■ Your instructions: Lines containing the word "AppResult" are to be copied from the data below.

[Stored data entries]
....

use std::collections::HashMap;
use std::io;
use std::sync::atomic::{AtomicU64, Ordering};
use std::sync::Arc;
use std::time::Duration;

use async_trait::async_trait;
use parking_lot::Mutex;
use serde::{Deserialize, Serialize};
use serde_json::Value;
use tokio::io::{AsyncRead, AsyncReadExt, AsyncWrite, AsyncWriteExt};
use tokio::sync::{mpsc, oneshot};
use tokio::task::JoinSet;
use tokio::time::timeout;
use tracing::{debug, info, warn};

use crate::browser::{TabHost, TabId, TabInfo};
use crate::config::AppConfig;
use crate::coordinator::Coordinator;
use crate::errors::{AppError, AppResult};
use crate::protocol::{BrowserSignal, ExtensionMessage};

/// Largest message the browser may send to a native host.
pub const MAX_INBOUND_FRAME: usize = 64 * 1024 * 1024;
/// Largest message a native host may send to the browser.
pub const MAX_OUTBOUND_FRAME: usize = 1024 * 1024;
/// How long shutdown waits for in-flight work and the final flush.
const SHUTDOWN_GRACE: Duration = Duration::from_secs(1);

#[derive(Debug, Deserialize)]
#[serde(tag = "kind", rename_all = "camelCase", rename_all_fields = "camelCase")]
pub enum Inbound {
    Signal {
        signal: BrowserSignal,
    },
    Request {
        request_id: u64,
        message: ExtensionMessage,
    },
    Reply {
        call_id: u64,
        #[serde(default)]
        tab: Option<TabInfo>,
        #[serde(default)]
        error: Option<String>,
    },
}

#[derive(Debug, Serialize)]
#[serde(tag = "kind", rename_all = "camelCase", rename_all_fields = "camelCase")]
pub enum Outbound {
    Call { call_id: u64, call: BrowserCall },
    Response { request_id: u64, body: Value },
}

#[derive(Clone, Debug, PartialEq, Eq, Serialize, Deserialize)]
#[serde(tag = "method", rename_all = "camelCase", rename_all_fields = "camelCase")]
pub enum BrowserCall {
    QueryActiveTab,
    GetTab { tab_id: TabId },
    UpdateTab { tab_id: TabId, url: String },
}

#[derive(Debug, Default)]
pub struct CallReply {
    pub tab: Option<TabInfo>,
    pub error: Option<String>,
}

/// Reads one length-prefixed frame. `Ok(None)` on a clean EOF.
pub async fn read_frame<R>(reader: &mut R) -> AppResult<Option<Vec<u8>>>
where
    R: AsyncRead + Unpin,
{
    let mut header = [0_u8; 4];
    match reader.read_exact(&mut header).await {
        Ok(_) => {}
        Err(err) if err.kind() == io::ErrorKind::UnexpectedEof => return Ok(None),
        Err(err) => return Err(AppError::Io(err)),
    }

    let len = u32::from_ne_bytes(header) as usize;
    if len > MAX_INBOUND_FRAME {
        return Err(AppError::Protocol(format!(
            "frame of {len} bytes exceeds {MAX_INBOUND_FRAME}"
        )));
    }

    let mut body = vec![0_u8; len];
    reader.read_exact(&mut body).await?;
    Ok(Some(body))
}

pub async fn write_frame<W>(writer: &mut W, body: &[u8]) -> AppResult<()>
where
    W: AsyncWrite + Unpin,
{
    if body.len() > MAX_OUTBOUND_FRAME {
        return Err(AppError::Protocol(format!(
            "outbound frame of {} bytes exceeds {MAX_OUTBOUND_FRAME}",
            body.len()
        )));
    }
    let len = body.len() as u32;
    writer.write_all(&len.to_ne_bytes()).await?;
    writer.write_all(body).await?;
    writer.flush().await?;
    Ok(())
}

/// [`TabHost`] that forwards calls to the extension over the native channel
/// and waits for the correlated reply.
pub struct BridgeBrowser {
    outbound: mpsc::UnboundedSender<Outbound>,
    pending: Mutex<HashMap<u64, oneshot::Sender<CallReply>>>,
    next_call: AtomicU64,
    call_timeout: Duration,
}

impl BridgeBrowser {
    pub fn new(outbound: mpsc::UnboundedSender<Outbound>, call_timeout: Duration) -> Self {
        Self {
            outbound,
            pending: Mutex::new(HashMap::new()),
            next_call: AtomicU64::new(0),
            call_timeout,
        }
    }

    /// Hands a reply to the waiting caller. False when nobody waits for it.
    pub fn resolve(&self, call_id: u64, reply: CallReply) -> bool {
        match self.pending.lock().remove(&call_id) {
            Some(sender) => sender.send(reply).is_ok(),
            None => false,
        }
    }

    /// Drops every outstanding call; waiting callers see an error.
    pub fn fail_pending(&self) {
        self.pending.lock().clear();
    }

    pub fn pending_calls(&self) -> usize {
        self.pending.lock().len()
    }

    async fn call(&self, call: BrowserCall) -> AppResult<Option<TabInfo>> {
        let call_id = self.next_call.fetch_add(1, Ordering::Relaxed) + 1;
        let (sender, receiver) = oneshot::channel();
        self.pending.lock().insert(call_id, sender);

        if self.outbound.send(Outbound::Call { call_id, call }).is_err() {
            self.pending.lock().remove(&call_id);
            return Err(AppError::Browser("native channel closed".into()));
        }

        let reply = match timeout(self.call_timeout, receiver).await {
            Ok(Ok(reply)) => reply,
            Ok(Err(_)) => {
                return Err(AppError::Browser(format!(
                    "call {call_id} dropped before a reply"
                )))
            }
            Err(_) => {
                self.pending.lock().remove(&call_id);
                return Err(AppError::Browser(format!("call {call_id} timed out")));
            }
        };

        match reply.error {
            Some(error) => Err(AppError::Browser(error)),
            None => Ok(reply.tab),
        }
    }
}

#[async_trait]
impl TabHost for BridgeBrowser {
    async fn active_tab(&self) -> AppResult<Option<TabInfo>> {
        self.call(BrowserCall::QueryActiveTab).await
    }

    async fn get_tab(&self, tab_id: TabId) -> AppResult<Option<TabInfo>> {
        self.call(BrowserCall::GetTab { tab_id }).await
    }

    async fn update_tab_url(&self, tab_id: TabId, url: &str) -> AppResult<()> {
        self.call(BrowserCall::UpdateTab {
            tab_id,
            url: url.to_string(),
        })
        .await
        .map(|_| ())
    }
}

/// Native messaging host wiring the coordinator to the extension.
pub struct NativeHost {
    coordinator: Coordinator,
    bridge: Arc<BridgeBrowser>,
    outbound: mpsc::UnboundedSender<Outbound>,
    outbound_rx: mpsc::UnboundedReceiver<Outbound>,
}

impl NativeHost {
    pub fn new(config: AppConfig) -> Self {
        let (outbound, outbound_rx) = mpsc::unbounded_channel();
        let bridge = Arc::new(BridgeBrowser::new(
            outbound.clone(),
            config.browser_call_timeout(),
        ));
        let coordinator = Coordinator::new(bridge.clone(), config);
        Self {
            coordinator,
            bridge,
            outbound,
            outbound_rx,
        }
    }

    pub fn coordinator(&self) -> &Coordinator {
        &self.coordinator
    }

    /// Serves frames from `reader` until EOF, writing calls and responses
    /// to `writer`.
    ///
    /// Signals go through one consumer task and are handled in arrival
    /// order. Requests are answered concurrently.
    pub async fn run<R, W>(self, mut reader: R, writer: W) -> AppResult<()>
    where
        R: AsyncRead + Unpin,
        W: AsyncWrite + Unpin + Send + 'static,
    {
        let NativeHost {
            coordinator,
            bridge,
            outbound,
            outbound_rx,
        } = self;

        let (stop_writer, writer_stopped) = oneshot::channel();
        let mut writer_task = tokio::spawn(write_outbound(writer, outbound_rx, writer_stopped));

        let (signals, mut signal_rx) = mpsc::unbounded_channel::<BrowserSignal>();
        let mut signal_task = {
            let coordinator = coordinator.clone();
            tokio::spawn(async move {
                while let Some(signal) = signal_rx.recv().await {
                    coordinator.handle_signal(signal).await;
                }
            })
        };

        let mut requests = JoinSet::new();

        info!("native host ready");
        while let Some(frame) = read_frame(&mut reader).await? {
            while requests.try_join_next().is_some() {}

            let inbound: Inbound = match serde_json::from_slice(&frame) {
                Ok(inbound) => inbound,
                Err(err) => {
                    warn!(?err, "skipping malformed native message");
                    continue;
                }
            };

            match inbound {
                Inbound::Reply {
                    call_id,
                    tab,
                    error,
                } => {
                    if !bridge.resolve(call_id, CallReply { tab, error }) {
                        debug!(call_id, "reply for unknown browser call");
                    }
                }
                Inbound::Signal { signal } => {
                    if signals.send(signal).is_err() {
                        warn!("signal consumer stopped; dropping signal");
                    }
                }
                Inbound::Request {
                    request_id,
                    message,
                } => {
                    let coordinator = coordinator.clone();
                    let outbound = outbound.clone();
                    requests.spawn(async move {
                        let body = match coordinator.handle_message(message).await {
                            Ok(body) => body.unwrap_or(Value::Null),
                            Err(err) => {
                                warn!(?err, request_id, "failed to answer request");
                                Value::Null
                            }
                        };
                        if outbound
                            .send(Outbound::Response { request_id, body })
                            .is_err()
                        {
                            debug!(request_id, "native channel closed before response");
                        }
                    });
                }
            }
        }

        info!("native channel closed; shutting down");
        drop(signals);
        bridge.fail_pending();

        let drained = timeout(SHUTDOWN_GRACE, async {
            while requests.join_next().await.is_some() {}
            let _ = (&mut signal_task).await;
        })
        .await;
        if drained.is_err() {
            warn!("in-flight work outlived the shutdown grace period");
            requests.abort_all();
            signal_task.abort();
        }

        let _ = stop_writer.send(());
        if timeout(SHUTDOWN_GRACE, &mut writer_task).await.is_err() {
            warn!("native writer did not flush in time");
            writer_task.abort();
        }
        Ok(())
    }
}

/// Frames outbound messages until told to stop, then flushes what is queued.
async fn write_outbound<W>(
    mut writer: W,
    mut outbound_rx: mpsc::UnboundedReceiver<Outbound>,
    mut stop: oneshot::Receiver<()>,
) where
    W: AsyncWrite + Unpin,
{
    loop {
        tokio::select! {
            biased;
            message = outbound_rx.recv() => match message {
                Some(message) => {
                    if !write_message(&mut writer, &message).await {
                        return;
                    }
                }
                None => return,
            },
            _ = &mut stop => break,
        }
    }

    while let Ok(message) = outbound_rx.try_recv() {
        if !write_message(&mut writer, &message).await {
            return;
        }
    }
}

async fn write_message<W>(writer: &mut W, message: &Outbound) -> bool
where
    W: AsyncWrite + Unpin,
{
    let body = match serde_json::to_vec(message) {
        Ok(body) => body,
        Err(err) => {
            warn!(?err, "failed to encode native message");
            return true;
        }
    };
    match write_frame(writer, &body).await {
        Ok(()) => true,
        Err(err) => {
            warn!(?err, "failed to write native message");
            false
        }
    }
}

....

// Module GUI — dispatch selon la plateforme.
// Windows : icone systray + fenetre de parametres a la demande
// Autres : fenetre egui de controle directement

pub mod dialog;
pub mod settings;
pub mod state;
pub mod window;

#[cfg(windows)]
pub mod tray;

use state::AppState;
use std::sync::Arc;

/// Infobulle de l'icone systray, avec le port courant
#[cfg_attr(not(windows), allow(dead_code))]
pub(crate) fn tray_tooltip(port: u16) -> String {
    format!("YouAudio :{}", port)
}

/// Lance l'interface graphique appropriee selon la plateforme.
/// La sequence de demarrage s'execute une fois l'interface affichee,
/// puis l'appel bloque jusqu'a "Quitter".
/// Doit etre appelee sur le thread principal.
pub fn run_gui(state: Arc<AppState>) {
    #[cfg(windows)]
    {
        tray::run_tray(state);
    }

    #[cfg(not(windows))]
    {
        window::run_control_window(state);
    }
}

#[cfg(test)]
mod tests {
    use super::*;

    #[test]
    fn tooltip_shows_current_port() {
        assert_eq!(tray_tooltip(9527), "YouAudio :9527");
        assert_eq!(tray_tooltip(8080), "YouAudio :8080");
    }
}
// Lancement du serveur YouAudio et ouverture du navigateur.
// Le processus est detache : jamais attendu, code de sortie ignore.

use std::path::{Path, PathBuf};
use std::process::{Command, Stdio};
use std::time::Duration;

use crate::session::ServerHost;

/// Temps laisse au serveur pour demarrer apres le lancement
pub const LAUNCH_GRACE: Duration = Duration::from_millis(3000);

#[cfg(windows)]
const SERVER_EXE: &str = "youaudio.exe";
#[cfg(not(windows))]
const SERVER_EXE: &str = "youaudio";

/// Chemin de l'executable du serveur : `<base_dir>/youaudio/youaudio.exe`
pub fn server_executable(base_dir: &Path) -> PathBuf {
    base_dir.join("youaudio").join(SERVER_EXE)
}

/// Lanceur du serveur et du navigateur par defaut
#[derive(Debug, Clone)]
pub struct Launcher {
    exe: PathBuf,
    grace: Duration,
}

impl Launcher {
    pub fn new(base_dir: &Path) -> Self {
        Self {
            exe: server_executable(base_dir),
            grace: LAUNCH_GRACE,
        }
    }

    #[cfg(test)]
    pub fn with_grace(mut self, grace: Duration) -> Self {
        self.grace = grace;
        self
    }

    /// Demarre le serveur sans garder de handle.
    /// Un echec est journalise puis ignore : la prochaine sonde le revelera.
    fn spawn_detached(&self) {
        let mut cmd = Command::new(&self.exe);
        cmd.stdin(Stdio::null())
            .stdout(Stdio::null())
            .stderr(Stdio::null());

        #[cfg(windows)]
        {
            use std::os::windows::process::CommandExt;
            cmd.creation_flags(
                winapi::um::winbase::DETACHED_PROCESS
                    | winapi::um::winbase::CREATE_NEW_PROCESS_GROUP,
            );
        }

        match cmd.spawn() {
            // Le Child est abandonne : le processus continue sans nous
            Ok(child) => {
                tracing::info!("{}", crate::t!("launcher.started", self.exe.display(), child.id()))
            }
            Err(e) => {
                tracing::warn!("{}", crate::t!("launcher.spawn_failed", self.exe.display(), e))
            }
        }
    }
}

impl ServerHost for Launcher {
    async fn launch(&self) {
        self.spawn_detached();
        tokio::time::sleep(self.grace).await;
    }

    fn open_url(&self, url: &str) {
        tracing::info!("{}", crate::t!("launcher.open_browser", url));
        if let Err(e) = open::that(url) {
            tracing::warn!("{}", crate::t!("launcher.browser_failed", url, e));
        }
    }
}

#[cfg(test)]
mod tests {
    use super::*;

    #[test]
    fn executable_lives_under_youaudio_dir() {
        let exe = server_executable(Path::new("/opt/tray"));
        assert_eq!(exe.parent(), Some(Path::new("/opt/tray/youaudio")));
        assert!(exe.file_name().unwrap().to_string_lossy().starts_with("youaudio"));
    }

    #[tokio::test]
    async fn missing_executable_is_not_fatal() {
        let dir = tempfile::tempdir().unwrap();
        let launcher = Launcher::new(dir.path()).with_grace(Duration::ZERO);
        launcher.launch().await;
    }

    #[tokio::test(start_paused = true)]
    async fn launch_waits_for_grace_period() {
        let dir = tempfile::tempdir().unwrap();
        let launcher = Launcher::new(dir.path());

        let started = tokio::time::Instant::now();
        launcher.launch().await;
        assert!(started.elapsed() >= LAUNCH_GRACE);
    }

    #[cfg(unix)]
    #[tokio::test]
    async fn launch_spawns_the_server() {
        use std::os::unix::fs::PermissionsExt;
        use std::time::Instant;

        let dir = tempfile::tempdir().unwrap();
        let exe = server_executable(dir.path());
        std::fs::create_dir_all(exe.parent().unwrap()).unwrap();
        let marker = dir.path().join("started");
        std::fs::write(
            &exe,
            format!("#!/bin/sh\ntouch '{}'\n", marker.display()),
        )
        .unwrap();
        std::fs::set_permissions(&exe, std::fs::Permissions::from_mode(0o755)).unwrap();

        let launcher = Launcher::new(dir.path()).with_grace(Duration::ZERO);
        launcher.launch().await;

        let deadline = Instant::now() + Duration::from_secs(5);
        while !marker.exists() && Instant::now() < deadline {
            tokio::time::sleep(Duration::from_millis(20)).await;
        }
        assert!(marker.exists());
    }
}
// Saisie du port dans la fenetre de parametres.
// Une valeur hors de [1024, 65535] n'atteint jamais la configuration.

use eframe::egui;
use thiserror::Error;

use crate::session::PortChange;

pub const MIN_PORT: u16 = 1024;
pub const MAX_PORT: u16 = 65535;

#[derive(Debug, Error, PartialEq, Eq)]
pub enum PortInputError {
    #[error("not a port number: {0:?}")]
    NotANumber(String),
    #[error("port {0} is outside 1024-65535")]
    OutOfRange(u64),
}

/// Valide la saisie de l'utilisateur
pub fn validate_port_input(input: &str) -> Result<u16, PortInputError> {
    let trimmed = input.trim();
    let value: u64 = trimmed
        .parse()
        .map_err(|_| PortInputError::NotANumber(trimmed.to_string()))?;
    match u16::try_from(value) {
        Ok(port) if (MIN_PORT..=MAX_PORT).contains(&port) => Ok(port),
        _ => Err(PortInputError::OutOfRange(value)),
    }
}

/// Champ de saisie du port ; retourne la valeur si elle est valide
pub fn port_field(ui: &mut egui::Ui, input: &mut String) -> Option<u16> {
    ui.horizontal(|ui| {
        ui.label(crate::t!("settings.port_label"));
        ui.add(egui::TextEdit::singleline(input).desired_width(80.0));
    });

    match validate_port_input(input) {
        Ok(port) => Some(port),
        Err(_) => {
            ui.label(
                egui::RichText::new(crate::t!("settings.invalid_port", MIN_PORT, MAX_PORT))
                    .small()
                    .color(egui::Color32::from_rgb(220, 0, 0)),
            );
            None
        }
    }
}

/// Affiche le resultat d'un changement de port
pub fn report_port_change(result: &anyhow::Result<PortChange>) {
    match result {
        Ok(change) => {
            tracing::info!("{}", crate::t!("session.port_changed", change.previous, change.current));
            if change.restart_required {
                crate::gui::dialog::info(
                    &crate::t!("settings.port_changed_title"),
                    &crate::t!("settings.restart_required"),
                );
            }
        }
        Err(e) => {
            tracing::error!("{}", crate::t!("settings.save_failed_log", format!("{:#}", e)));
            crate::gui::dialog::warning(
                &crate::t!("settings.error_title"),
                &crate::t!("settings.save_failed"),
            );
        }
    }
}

....

■ Output below:
use crate::errors::{AppError, AppResult};
pub async fn read_frame<R>(reader: &mut R) -> AppResult<Option<Vec<u8>>>
pub async fn write_frame<W>(writer: &mut W, body: &[u8]) -> AppResult<()>
    async fn call(&self, call: BrowserCall) -> AppResult<Option<TabInfo>> {
    async fn active_tab(&self) -> AppResult<Option<TabInfo>> {
    async fn get_tab(&self, tab_id: TabId) -> AppResult<Option<TabInfo>> {
    async fn update_tab_url(&self, tab_id: TabId, url: &str) -> AppResult<()> {
    pub async fn run<R, W>(self, mut reader: R, writer: W) -> AppResult<()>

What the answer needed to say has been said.